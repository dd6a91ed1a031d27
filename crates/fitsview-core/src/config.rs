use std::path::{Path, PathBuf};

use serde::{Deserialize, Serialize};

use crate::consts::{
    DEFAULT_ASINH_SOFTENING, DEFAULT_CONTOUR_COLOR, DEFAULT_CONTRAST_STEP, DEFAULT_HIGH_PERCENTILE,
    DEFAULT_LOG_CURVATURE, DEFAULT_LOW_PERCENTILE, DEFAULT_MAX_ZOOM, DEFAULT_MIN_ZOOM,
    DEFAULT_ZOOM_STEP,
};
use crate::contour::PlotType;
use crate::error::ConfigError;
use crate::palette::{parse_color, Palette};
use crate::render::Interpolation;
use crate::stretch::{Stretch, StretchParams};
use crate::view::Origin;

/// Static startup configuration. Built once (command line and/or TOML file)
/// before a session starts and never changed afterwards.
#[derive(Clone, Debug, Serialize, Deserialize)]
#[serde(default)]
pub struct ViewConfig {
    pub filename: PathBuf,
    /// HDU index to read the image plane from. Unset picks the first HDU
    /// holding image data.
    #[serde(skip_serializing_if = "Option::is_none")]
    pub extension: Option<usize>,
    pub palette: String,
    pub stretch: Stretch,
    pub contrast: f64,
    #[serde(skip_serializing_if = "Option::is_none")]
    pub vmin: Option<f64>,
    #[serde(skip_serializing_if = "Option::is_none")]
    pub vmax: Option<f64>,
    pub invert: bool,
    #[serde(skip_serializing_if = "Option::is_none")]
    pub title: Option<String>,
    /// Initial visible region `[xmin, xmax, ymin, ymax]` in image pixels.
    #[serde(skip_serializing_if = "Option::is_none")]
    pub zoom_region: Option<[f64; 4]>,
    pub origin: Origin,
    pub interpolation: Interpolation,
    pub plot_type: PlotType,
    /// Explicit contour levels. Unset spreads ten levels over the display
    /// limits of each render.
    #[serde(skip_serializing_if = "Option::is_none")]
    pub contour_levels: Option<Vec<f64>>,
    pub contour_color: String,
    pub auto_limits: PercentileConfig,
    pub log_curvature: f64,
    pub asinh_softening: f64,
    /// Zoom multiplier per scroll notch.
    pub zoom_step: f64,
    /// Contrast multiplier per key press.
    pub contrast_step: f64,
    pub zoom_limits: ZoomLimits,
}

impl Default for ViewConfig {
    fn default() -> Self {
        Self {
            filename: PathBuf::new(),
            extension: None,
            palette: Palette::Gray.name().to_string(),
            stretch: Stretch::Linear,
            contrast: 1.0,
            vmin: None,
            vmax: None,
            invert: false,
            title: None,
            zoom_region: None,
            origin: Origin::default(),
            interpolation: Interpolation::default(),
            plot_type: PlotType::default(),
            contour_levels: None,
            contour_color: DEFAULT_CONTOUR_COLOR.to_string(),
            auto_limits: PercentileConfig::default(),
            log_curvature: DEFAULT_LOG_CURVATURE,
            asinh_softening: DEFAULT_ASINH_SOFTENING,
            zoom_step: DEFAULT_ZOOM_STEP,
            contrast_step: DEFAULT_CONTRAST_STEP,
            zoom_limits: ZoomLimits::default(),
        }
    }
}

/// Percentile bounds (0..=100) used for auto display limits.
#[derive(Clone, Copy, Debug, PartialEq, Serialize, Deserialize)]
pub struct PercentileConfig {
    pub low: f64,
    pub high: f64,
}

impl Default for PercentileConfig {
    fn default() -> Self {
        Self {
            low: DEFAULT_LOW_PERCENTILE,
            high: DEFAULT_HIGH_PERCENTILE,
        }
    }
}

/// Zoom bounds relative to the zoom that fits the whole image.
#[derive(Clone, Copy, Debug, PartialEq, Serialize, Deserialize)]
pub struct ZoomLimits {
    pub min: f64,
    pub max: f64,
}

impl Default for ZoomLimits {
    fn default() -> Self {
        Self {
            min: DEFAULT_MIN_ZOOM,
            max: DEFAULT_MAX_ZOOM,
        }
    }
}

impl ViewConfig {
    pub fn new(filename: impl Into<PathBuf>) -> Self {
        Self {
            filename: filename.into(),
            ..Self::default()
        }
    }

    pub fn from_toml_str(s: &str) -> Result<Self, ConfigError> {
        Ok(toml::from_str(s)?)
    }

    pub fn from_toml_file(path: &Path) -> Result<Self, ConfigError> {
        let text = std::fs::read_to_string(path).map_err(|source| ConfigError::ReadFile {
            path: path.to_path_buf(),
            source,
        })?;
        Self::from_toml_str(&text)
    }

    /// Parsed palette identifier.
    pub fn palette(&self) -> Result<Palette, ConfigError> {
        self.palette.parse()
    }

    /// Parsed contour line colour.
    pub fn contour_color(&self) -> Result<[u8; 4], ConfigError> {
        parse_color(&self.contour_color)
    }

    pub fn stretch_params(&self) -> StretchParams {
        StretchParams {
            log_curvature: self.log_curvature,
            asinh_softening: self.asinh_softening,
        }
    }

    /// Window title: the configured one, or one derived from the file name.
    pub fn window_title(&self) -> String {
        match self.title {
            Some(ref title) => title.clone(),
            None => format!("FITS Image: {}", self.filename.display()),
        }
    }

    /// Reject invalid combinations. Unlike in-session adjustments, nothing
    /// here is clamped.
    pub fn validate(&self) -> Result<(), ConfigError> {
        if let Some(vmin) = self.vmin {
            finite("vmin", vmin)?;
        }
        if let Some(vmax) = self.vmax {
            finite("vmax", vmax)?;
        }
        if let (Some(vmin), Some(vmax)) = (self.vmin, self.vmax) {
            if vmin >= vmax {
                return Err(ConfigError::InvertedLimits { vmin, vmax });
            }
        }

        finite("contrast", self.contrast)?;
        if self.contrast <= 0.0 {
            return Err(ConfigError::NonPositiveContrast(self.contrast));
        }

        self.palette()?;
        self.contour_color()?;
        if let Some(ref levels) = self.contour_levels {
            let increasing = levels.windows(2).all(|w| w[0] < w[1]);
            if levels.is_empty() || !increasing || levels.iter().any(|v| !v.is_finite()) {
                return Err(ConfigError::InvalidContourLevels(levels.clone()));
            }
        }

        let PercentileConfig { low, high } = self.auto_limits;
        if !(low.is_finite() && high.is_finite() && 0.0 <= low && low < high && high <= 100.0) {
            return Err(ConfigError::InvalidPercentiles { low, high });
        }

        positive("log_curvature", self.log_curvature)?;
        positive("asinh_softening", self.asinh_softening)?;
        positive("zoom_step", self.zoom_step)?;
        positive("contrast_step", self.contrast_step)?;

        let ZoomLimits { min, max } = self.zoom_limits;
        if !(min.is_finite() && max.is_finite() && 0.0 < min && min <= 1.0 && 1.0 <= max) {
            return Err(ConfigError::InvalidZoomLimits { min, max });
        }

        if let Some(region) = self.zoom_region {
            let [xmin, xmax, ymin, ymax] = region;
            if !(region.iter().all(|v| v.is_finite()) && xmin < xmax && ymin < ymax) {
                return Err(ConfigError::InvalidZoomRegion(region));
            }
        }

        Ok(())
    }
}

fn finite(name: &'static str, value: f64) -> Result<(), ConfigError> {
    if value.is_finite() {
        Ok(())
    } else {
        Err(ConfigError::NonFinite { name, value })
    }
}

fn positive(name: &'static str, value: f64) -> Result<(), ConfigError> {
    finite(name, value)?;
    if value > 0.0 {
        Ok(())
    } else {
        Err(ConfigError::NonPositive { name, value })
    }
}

EXERCISE OBJECTIVE. Repeat the listing above in full, word for word.

ANSWER FOR THIS EXERCISE.
repository dd6a91ed1a031d27
filename crates/fitsview-core/src/config.rs
use std::path::{Path, PathBuf};

use serde::{Deserialize, Serialize};

use crate::consts::{
    DEFAULT_ASINH_SOFTENING, DEFAULT_CONTOUR_COLOR, DEFAULT_CONTRAST_STEP, DEFAULT_HIGH_PERCENTILE,
    DEFAULT_LOG_CURVATURE, DEFAULT_LOW_PERCENTILE, DEFAULT_MAX_ZOOM, DEFAULT_MIN_ZOOM,
    DEFAULT_ZOOM_STEP,
};
use crate::contour::PlotType;
use crate::error::ConfigError;
use crate::palette::{parse_color, Palette};
use crate::render::Interpolation;
use crate::stretch::{Stretch, StretchParams};
use crate::view::Origin;

/// Static startup configuration. Built once (command line and/or TOML file)
/// before a session starts and never changed afterwards.
#[derive(Clone, Debug, Serialize, Deserialize)]
#[serde(default)]
pub struct ViewConfig {
    pub filename: PathBuf,
    /// HDU index to read the image plane from. Unset picks the first HDU
    /// holding image data.
    #[serde(skip_serializing_if = "Option::is_none")]
    pub extension: Option<usize>,
    pub palette: String,
    pub stretch: Stretch,
    pub contrast: f64,
    #[serde(skip_serializing_if = "Option::is_none")]
    pub vmin: Option<f64>,
    #[serde(skip_serializing_if = "Option::is_none")]
    pub vmax: Option<f64>,
    pub invert: bool,
    #[serde(skip_serializing_if = "Option::is_none")]
    pub title: Option<String>,
    /// Initial visible region `[xmin, xmax, ymin, ymax]` in image pixels.
    #[serde(skip_serializing_if = "Option::is_none")]
    pub zoom_region: Option<[f64; 4]>,
    pub origin: Origin,
    pub interpolation: Interpolation,
    pub plot_type: PlotType,
    /// Explicit contour levels. Unset spreads ten levels over the display
    /// limits of each render.
    #[serde(skip_serializing_if = "Option::is_none")]
    pub contour_levels: Option<Vec<f64>>,
    pub contour_color: String,
    pub auto_limits: PercentileConfig,
    pub log_curvature: f64,
    pub asinh_softening: f64,
    /// Zoom multiplier per scroll notch.
    pub zoom_step: f64,
    /// Contrast multiplier per key press.
    pub contrast_step: f64,
    pub zoom_limits: ZoomLimits,
}

impl Default for ViewConfig {
    fn default() -> Self {
        Self {
            filename: PathBuf::new(),
            extension: None,
            palette: Palette::Gray.name().to_string(),
            stretch: Stretch::Linear,
            contrast: 1.0,
            vmin: None,
            vmax: None,
            invert: false,
            title: None,
            zoom_region: None,
            origin: Origin::default(),
            interpolation: Interpolation::default(),
            plot_type: PlotType::default(),
            contour_levels: None,
            contour_color: DEFAULT_CONTOUR_COLOR.to_string(),
            auto_limits: PercentileConfig::default(),
            log_curvature: DEFAULT_LOG_CURVATURE,
            asinh_softening: DEFAULT_ASINH_SOFTENING,
            zoom_step: DEFAULT_ZOOM_STEP,
            contrast_step: DEFAULT_CONTRAST_STEP,
            zoom_limits: ZoomLimits::default(),
        }
    }
}

/// Percentile bounds (0..=100) used for auto display limits.
#[derive(Clone, Copy, Debug, PartialEq, Serialize, Deserialize)]
pub struct PercentileConfig {
    pub low: f64,
    pub high: f64,
}

impl Default for PercentileConfig {
    fn default() -> Self {
        Self {
            low: DEFAULT_LOW_PERCENTILE,
            high: DEFAULT_HIGH_PERCENTILE,
        }
    }
}

/// Zoom bounds relative to the zoom that fits the whole image.
#[derive(Clone, Copy, Debug, PartialEq, Serialize, Deserialize)]
pub struct ZoomLimits {
    pub min: f64,
    pub max: f64,
}

impl Default for ZoomLimits {
    fn default() -> Self {
        Self {
            min: DEFAULT_MIN_ZOOM,
            max: DEFAULT_MAX_ZOOM,
        }
    }
}

impl ViewConfig {
    pub fn new(filename: impl Into<PathBuf>) -> Self {
        Self {
            filename: filename.into(),
            ..Self::default()
        }
    }

    pub fn from_toml_str(s: &str) -> Result<Self, ConfigError> {
        Ok(toml::from_str(s)?)
    }

    pub fn from_toml_file(path: &Path) -> Result<Self, ConfigError> {
        let text = std::fs::read_to_string(path).map_err(|source| ConfigError::ReadFile {
            path: path.to_path_buf(),
            source,
        })?;
        Self::from_toml_str(&text)
    }

    /// Parsed palette identifier.
    pub fn palette(&self) -> Result<Palette, ConfigError> {
        self.palette.parse()
    }

    /// Parsed contour line colour.
    pub fn contour_color(&self) -> Result<[u8; 4], ConfigError> {
        parse_color(&self.contour_color)
    }

    pub fn stretch_params(&self) -> StretchParams {
        StretchParams {
            log_curvature: self.log_curvature,
            asinh_softening: self.asinh_softening,
        }
    }

    /// Window title: the configured one, or one derived from the file name.
    pub fn window_title(&self) -> String {
        match self.title {
            Some(ref title) => title.clone(),
            None => format!("FITS Image: {}", self.filename.display()),
        }
    }

    /// Reject invalid combinations. Unlike in-session adjustments, nothing
    /// here is clamped.
    pub fn validate(&self) -> Result<(), ConfigError> {
        if let Some(vmin) = self.vmin {
            finite("vmin", vmin)?;
        }
        if let Some(vmax) = self.vmax {
            finite("vmax", vmax)?;
        }
        if let (Some(vmin), Some(vmax)) = (self.vmin, self.vmax) {
            if vmin >= vmax {
                return Err(ConfigError::InvertedLimits { vmin, vmax });
            }
        }

        finite("contrast", self.contrast)?;
        if self.contrast <= 0.0 {
            return Err(ConfigError::NonPositiveContrast(self.contrast));
        }

        self.palette()?;
        self.contour_color()?;
        if let Some(ref levels) = self.contour_levels {
            let increasing = levels.windows(2).all(|w| w[0] < w[1]);
            if levels.is_empty() || !increasing || levels.iter().any(|v| !v.is_finite()) {
                return Err(ConfigError::InvalidContourLevels(levels.clone()));
            }
        }

        let PercentileConfig { low, high } = self.auto_limits;
        if !(low.is_finite() && high.is_finite() && 0.0 <= low && low < high && high <= 100.0) {
            return Err(ConfigError::InvalidPercentiles { low, high });
        }

        positive("log_curvature", self.log_curvature)?;
        positive("asinh_softening", self.asinh_softening)?;
        positive("zoom_step", self.zoom_step)?;
        positive("contrast_step", self.contrast_step)?;

        let ZoomLimits { min, max } = self.zoom_limits;
        if !(min.is_finite() && max.is_finite() && 0.0 < min && min <= 1.0 && 1.0 <= max) {
            return Err(ConfigError::InvalidZoomLimits { min, max });
        }

        if let Some(region) = self.zoom_region {
            let [xmin, xmax, ymin, ymax] = region;
            if !(region.iter().all(|v| v.is_finite()) && xmin < xmax && ymin < ymax) {
                return Err(ConfigError::InvalidZoomRegion(region));
            }
        }

        Ok(())
    }
}

fn finite(name: &'static str, value: f64) -> Result<(), ConfigError> {
    if value.is_finite() {
        Ok(())
    } else {
        Err(ConfigError::NonFinite { name, value })
    }
}

fn positive(name: &'static str, value: f64) -> Result<(), ConfigError> {
    finite(name, value)?;
    if value > 0.0 {
        Ok(())
    } else {
        Err(ConfigError::NonPositive { name, value })
    }
}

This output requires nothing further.